In her blog Nadine Meyer at Sponsored Jobs for Australia says the following
- “All these years the 457 visa has been enabling Australia to fill skill shortages that could not be fulfilled by Australians
- Sponsoring an overseas national is more expensive for an Australian employer than it is to hire a local Australian
- Sponsoring an overseas national is complex, takes time and a lot of paperwork and procedures that can be avoided by hiring a local worker
- Every year the Australian Government reassesses the Australian job market and skills shortages, updating the qualifying occupations list every 1st July, listing hundreds of jobs that are in demand in Australia
When you think about it, the announcement about the 457 visa is kind of timely, as this time of year the government does a review of the Australian job market and decides on which skills are in demand in Australia, updating the visa rules according to their findings.
It therefore appears as though the Australian government has simply announced the changes early, to support the ‘farce’ that employer sponsorship is no longer.
Why the 457 Visa is not popular with some Aussies
After the announcement, Nadine did some investigation using valid, Government sources only; and realised that this is a political tactic to win over Australians, by making them think that they are going to be put in favour for jobs in Australia.
The major reason is that the 457 visa had gotten a bad name in the past because of businesses sponsoring family members and friends who were not necessarily the best person for the job.
Obviously, this upset a lot of hard working Australian job seekers and bred discontent among some affected Australians towards migrants on the 457 visa.
By saying what the people want to hear, country leaders are always looking at how they can win over their countrymen and gain supporters.
They use various tactics to do this which usually involves painting magical pictures and saying what they think people want to hear.
To the opposition party this appears to be exactly what Mr Turnbull has done, and upon digging deeper into the 457 visa on the Australian immigration site, border.gov.au, it is clear that not much has changed at all.
Australian politician, Bill Shorten has commented that the changes will only affect one tenth of 457 visa holders.
The Australian new visa repackaged
Although the 457 visa will be done away with as of March 2018 it will not be the end of the road for people seeking employer sponsorship. The new visa will be repackaged with two new visas i.e. the Temporary Skill Shortage (TSS) Visa
The TSS visa will be split into two visa streams:
- Short-Term Stream: 2-years in duration, can be renewed only once
- Medium-Term Stream: 4-years in duration, can be renewed or may lead to a permanent visa
About occupations that qualify for Employer Sponsorship
I must admit to being a little confused about the lists that have been made available for both streams under the new sponsored visa.

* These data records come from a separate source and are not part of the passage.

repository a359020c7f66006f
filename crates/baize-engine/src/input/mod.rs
pub mod queue;
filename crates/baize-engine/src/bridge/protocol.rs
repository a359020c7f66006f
//! Host buffer layout.
//! Must stay in sync with the page-side reader.
//!
//! Layout (all values f32 / 4 bytes):
//! ```text
//! [Header: 8 floats]
//! [Vector vertices: max_vector_vertices × 6 floats]
//! [Events: max_events × 4 floats]
//! ```
//!
//! Capacities are written once into the header at init; the page computes
//! section offsets from them.

use crate::api::game::GameConfig;
use crate::api::types::GameEvent;
use crate::systems::vector::VectorVertex;

pub const HEADER_FLOATS: usize = 8;

/// Header field indices.
pub const HEADER_PROTOCOL_VERSION: usize = 0;
pub const HEADER_FRAME_COUNTER: usize = 1;
pub const HEADER_WORLD_WIDTH: usize = 2;
pub const HEADER_WORLD_HEIGHT: usize = 3;
pub const HEADER_MAX_VECTOR_VERTICES: usize = 4;
pub const HEADER_VECTOR_VERTEX_COUNT: usize = 5;
pub const HEADER_MAX_EVENTS: usize = 6;
pub const HEADER_EVENT_COUNT: usize = 7;

pub const PROTOCOL_VERSION: f32 = 1.0;

/// Section sizes and offsets derived from capacities.
#[derive(Debug, Clone, PartialEq)]
pub struct ProtocolLayout {
    pub max_vector_vertices: usize,
    pub max_events: usize,

    pub vector_data_floats: usize,
    pub event_data_floats: usize,

    pub vector_data_offset: usize,
    pub event_data_offset: usize,

    pub buffer_total_floats: usize,
    pub buffer_total_bytes: usize,
}

impl ProtocolLayout {
    pub fn new(max_vector_vertices: usize, max_events: usize) -> Self {
        let vector_data_floats = max_vector_vertices * VectorVertex::FLOATS;
        let event_data_floats = max_events * GameEvent::FLOATS;

        let vector_data_offset = HEADER_FLOATS;
        let event_data_offset = vector_data_offset + vector_data_floats;
        let buffer_total_floats = event_data_offset + event_data_floats;

        Self {
            max_vector_vertices,
            max_events,
            vector_data_floats,
            event_data_floats,
            vector_data_offset,
            event_data_offset,
            buffer_total_floats,
            buffer_total_bytes: buffer_total_floats * 4,
        }
    }

    pub fn from_config(config: &GameConfig) -> Self {
        Self::new(config.max_vector_vertices, config.max_events)
    }

    /// Header values for a frame.
    pub fn header(&self, config: &GameConfig, frame: u64, vertex_count: usize, event_count: usize) -> [f32; HEADER_FLOATS] {
        let mut header = [0.0; HEADER_FLOATS];
        header[HEADER_PROTOCOL_VERSION] = PROTOCOL_VERSION;
        header[HEADER_FRAME_COUNTER] = frame as f32;
        header[HEADER_WORLD_WIDTH] = config.world_width;
        header[HEADER_WORLD_HEIGHT] = config.world_height;
        header[HEADER_MAX_VECTOR_VERTICES] = self.max_vector_vertices as f32;
        header[HEADER_VECTOR_VERTEX_COUNT] = vertex_count.min(self.max_vector_vertices) as f32;
        header[HEADER_MAX_EVENTS] = self.max_events as f32;
        header[HEADER_EVENT_COUNT] = event_count.min(self.max_events) as f32;
        header
    }
}
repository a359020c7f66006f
use bytemuck::{Pod, Zeroable};

/// A game event communicated from Rust to the host page.
/// Generic container: `kind` identifies the event, `a/b/c` carry payload.
#[repr(C)]
#[derive(Debug, Clone, Copy, Default, PartialEq, Pod, Zeroable)]
pub struct GameEvent {
    pub kind: f32,
    pub a: f32,
    pub b: f32,
    pub c: f32,
}

impl GameEvent {
    pub const FLOATS: usize = 4;

    pub fn new(kind: f32, a: f32, b: f32, c: f32) -> Self {
        Self { kind, a, b, c }
    }
}
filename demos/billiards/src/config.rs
//! Table constants, ball layouts and the two tuning variants.
//!
//! Everything here is fixed for the lifetime of a rack. The defaults are the
//! classic table; hosts can pick a preset [`Variant`] or hand over a JSON
//! document, which is validated before use.

use baize_engine::VectorColor;
use glam::Vec2;
use serde::{Deserialize, Serialize};
use thiserror::Error;

/// Canvas size in pixels.
pub const TABLE_W: f32 = 800.0;
pub const TABLE_H: f32 = 400.0;

pub const BALL_RADIUS: f32 = 10.0;
pub const POCKET_RADIUS: f32 = 18.0;

/// Shot velocity per pixel of drag.
pub const SHOT_SCALE: f32 = 0.1;

/// Per-frame velocity retention.
pub const CLASSIC_FRICTION: f32 = 0.98;
pub const TUNED_FRICTION: f32 = 0.985;

/// Speed below which the tuned variant snaps a ball to rest.
pub const TUNED_REST_THRESHOLD: f32 = 0.05;

pub const MAX_BALLS: usize = 8;

const CUE_START: Vec2 = Vec2::new(150.0, 200.0);

#[derive(Debug, Error)]
pub enum ConfigError {
    #[error("config is not valid JSON: {0}")]
    Json(#[from] serde_json::Error),

    #[error("invalid config: {0}")]
    Invalid(String),
}

/// Ball colors, named like their CSS counterparts.
#[derive(Debug, Clone, Copy, PartialEq, Eq, Serialize, Deserialize)]
#[serde(rename_all = "lowercase")]
pub enum BallColor {
    White,
    Yellow,
    Red,
    Blue,
    Green,
    Purple,
    Orange,
    Black,
}

impl BallColor {
    pub fn to_vector_color(self) -> VectorColor {
        match self {
            BallColor::White => VectorColor::WHITE,
            BallColor::Yellow => VectorColor::YELLOW,
            BallColor::Red => VectorColor::RED,
            BallColor::Blue => VectorColor::BLUE,
            BallColor::Green => VectorColor::GREEN,
            BallColor::Purple => VectorColor::PURPLE,
            BallColor::Orange => VectorColor::ORANGE,
            BallColor::Black => VectorColor::BLACK,
        }
    }
}

/// Starting position and identity of one ball.
#[derive(Debug, Clone, Copy, PartialEq, Serialize, Deserialize)]
pub struct BallSpec {
    pub x: f32,
    pub y: f32,
    pub color: BallColor,
    #[serde(default)]
    pub cue: bool,
}

impl BallSpec {
    pub fn new(pos: Vec2, color: BallColor) -> Self {
        Self { x: pos.x, y: pos.y, color, cue: false }
    }

    pub fn cue(pos: Vec2) -> Self {
        Self { x: pos.x, y: pos.y, color: BallColor::White, cue: true }
    }

    pub fn pos(&self) -> Vec2 {
        Vec2::new(self.x, self.y)
    }
}

/// Physical constants of the table.
#[derive(Debug, Clone, PartialEq, Serialize, Deserialize)]
#[serde(default)]
pub struct TableConfig {
    /// Always the canvas size; not read from JSON.
    #[serde(skip)]
    pub width: f32,
    #[serde(skip)]
    pub height: f32,
    /// Velocity multiplier applied once per frame, in (0, 1).
    pub friction: f32,
    pub ball_radius: f32,
    pub pocket_radius: f32,
    /// Snap velocity to zero once speed drops below this. `None` lets balls
    /// decay forever.
    pub rest_threshold: Option<f32>,
    pub shot_scale: f32,
}

impl Default for TableConfig {
    fn default() -> Self {
        Self {
            width: TABLE_W,
            height: TABLE_H,
            friction: CLASSIC_FRICTION,
            ball_radius: BALL_RADIUS,
            pocket_radius: POCKET_RADIUS,
            rest_threshold: None,
            shot_scale: SHOT_SCALE,
        }
    }
}

/// How the cue stick is drawn while aiming.
#[derive(Debug, Clone, Copy, PartialEq, Eq, Default, Serialize, Deserialize)]
#[serde(rename_all = "lowercase")]
pub enum StickStyle {
    /// A single wood-colored line.
    #[default]
    Plain,
    /// Shaft, ferrule and chalked tip, pulled back with the drag.
    Tapered,
}

/// Preset tunings.
#[derive(Debug, Clone, Copy, PartialEq, Eq)]
pub enum Variant {
    Classic,
    Tuned,
}

impl Variant {
    /// Map a host-side selector (0 = classic, 1 = tuned).
    pub fn from_selector(value: f32) -> Option<Self> {
        if value == 0.0 {
            Some(Variant::Classic)
        } else if value == 1.0 {
            Some(Variant::Tuned)
        } else {
            None
        }
    }
}

#[derive(Debug, Clone, PartialEq, Serialize, Deserialize)]
#[serde(default)]
pub struct BilliardsConfig {
    pub table: TableConfig,
    pub balls: Vec<BallSpec>,
    pub stick: StickStyle,
    /// Draw the predicted path of the cue ball while aiming.
    pub show_path_preview: bool,
}

impl Default for BilliardsConfig {
    fn default() -> Self {
        Self::classic()
    }
}

impl BilliardsConfig {
    /// Cue ball on the left, five object balls in a row on the right.
    pub fn classic() -> Self {
        let colors = [BallColor::Yellow, BallColor::Red, BallColor::Blue, BallColor::Green, BallColor::Purple];
        let mut balls = vec![BallSpec::cue(CUE_START)];
        balls.extend(
            colors
                .iter()
                .enumerate()
                .map(|(i, &color)| BallSpec::new(Vec2::new(600.0 + i as f32 * 22.0, 200.0), color)),
        );

        Self {
            table: TableConfig::default(),
            balls,
            stick: StickStyle::Plain,
            show_path_preview: true,
        }
    }

    /// Slower felt, rest snapping, and six balls racked in a triangle.
    pub fn tuned() -> Self {
        let colors = [
            BallColor::Yellow,
            BallColor::Red,
            BallColor::Blue,
            BallColor::Green,
            BallColor::Purple,
            BallColor::Orange,
        ];
        let rack = triangle_rack(Vec2::new(600.0, 200.0), BALL_RADIUS, colors.len());
        let mut balls = vec![BallSpec::cue(CUE_START)];
        balls.extend(rack.into_iter().zip(colors).map(|(pos, color)| BallSpec::new(pos, color)));

        Self {
            table: TableConfig {
                friction: TUNED_FRICTION,
                rest_threshold: Some(TUNED_REST_THRESHOLD),
                ..TableConfig::default()
            },
            balls,
            stick: StickStyle::Tapered,
            show_path_preview: true,
        }
    }

    pub fn for_variant(variant: Variant) -> Self {
        match variant {
            Variant::Classic => Self::classic(),
            Variant::Tuned => Self::tuned(),
        }
    }

    /// Parse and validate a JSON config. Missing fields take classic values.
    pub fn from_json(json: &str) -> Result<Self, ConfigError> {
        let config: Self = serde_json::from_str(json)?;
        config.validate()?;
        Ok(config)
    }

    pub fn validate(&self) -> Result<(), ConfigError> {
        let t = &self.table;
        if !(positive(t.friction) && t.friction < 1.0) {
            return Err(ConfigError::Invalid(format!("friction must be in (0, 1), got {}", t.friction)));
        }
        if t.width != TABLE_W || t.height != TABLE_H {
            return Err(ConfigError::Invalid(format!(
                "table must match the {}x{} canvas, got {}x{}",
                TABLE_W, TABLE_H, t.width, t.height
            )));
        }
        if !(positive(t.ball_radius) && positive(t.pocket_radius)) {
            return Err(ConfigError::Invalid("ball and pocket radii must be positive".into()));
        }
        if t.ball_radius * 2.0 >= t.width.min(t.height) {
            return Err(ConfigError::Invalid(format!("ball radius {} does not fit the table", t.ball_radius)));
        }
        if !positive(t.shot_scale) {
            return Err(ConfigError::Invalid(format!("shot scale must be positive, got {}", t.shot_scale)));
        }
        if let Some(eps) = t.rest_threshold {
            if eps.is_nan() || eps < 0.0 {
                return Err(ConfigError::Invalid(format!("rest threshold must be non-negative, got {}", eps)));
            }
        }
        if self.balls.is_empty() || self.balls.len() > MAX_BALLS {
            return Err(ConfigError::Invalid(format!(
                "expected 1 to {} balls, got {}",
                MAX_BALLS,
                self.balls.len()
            )));
        }
        let cues = self.balls.iter().filter(|b| b.cue).count();
        if cues != 1 {
            return Err(ConfigError::Invalid(format!("expected exactly one cue ball, got {}", cues)));
        }
        Ok(())
    }
}

/// Finite and `> 0`.
fn positive(x: f32) -> bool {
    x.is_finite() && x > 0.0
}

/// Rack `count` balls in a triangle whose apex points left at `apex`.
/// Rows grow to the right; each row is centered on `apex.y`.
pub fn triangle_rack(apex: Vec2, ball_radius: f32, count: usize) -> Vec<Vec2> {
    // One pixel of slack keeps a fresh rack from starting in contact
    let gap = ball_radius * 2.0 + 1.0;
    let row_offset = gap * 0.866;

    let mut positions = Vec::with_capacity(count);
    let mut row = 0;
    while positions.len() < count {
        let x = apex.x + row as f32 * row_offset;
        for k in 0..=row {
            if positions.len() == count {
                break;
            }
            let y = apex.y + (k as f32 - row as f32 / 2.0) * gap;
            positions.push(Vec2::new(x, y));
        }
        row += 1;
    }
    positions
}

The Australian Immigration website states that “There is no separate STSOL (Short-term Skilled Occupation List) list on our website as visa programmes that utilise this list can also access some additional occupations on the MLTSSL.”
This means they have provided a combined list of eligible occupations.
In another part of the website, it states that “Short-term Skilled Occupation List (STSOL) replaced the previous ‘Consolidated Sponsored Occupation List’ (CSOL) and is available in Schedule 2 of the relevant legislative instrument.”
Please click here to view the legislative instrument that includes Schedule 2 which shows the full STSOL list.
This list appears to contain the same occupations as the combined list of eligible occupations, so it will be easier to just refer to the combined list.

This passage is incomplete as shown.